Immunocytochemistry was done to determine the effect of melatonin (100 μM) on markers related to the proliferation of SSCs. First, the SSCs were fixed with paraformaldehyde 4% (Sigma-Aldrich) and permeabilized with 0.1% Triton X-100 (Sigma-Aldrich) followed by blocking for 1 hour with 10% goat serum (Sigma-Aldrich). Then, the samples were incubated with inhibitor of DNA binding 4 (ID4) (1:100; PA5-26976; Invitrogen) and PLZF (1:100; ab104854; Abcam, Cambridge) antibodies overnight, followed by a 2-hour exposure to secondary antibody FITC (ab6717; Abcam, United Kingdom). In addition, the nuclei were stained with 4,6-diamid-ino-2-phenylindole (DAPI, 1 g/mL. Finally, the slides were observed under a fluorescence microscope (Olympus LX71, Japan).

Assessment of BAX and Bcl-2 protein expression in frozen-thawed SSCs

Protein extraction from SSCs was done using TriPure Isolation Reagent (Roche, Germany). Electrophoresis was performed to separate 20 μg of the total protein for each sample.

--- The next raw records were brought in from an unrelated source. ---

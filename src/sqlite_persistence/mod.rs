mod versioned_schema;

pub use versioned_schema::{
    open_in_memory, open_versioned, Column, SqlType, Table, VersionedSchema,
};

/// Offset added to every schema version stored in `PRAGMA user_version`, so a
/// database created by an unrelated tool is never mistaken for one of ours.
pub const BASE_DB_VERSION: usize = 700;

/// Milliseconds since the Unix epoch, the on-disk timestamp representation.
pub fn to_millis(ts: &chrono::DateTime<chrono::Utc>) -> i64 {
    ts.timestamp_millis()
}

pub fn from_millis(ms: i64) -> chrono::DateTime<chrono::Utc> {
    chrono::DateTime::from_timestamp_millis(ms).unwrap_or_default()
}
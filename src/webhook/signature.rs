//! Request signing for webhook deliveries.

use hmac::{Hmac, Mac};
use sha2::Sha256;

type HmacSha256 = Hmac<Sha256>;

pub const SIGNATURE_HEADER: &str = "X-Agent-Signature";

/// Canonical encoding of a payload: compact JSON with object keys sorted.
///
/// `serde_json::Value` objects are backed by a `BTreeMap`, so converting
/// through `Value` sorts keys at every nesting level.
pub fn canonical_json<T: serde::Serialize>(payload: &T) -> serde_json::Result<String> {
    let value = serde_json::to_value(payload)?;
    serde_json::to_string(&value)
}

/// Header value `sha256=<hex hmac>` over `body`.
pub fn sign(secret: &str, body: &[u8]) -> String {
    let mut mac = match HmacSha256::new_from_slice(secret.as_bytes()) {
        Ok(mac) => mac,
        Err(_) => unreachable!("hmac key of any length is valid"),
    };
    mac.update(body);
    format!("sha256={}", hex::encode(mac.finalize().into_bytes()))
}

/// Constant-time check of a received signature header against `body`.
pub fn verify(secret: &str, body: &[u8], header_value: &str) -> bool {
    let Some(hex_sig) = header_value.strip_prefix("sha256=") else {
        return false;
    };
    let Ok(expected) = hex::decode(hex_sig) else {
        return false;
    };
    let Ok(mut mac) = HmacSha256::new_from_slice(secret.as_bytes()) else {
        return false;
    };
    mac.update(body);
    mac.verify_slice(&expected).is_ok()
}
use chrono::{DateTime, Utc};
use serde::{Deserialize, Serialize};

/// A measurement to append. `timestamp` defaults to the append time.
#[derive(Debug, Clone, PartialEq, Serialize, Deserialize)]
pub struct Measurement {
    #[serde(default)]
    pub timestamp: Option<DateTime<Utc>>,
    pub percentage: f64,
    #[serde(default)]
    pub sample_count: u32,
    #[serde(default)]
    pub details: Option<serde_json::Value>,
}

impl Measurement {
    pub fn new(percentage: f64) -> Self {
        Measurement {
            timestamp: None,
            percentage,
            sample_count: 0,
            details: None,
        }
    }

    pub fn at(mut self, timestamp: DateTime<Utc>) -> Self {
        self.timestamp = Some(timestamp);
        self
    }
}

/// A stored, immutable measurement.
#[derive(Debug, Clone, PartialEq, Serialize, Deserialize)]
pub struct HistoryRecord {
    pub record_id: i64,
    pub owner_id: String,
    pub timestamp: DateTime<Utc>,
    pub percentage: f64,
    pub sample_count: u32,
    pub details: Option<serde_json::Value>,
}

/// Filters for `HistoryStore::query`. All bounds are inclusive.
#[derive(Debug, Clone, Default, PartialEq, Deserialize)]
pub struct HistoryQuery {
    pub from: Option<DateTime<Utc>>,
    pub to: Option<DateTime<Utc>>,
    pub limit: Option<usize>,
}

Then, the proteins were transferred into 10.5% and 12.5% gradient sodium dodecyl sulfate (SDS)–polyacrylamide gel (BioRad Laboratories, Hercules, CA) and polyvinylidene difluoride (PVDF) membrane (Roche) and blocked with 5% nonfat dry milk (Carnation, CA). Subsequently, the samples were incubated with suitable primary antibodies against BAX (sc23959, sec mouse: sc516102) (1:1000) and Bcl2 (sc7382, sec mouse: sc516102) (1:1000) at 4°C overnight. A nitrocellulose membrane was incubated for 2 hours after adding appropriate secondary antibodies (HRP conjugated goat anti-rabbit) (Abcam). Finally, the expression of the proteins was assessed using enhanced chemiluminescence.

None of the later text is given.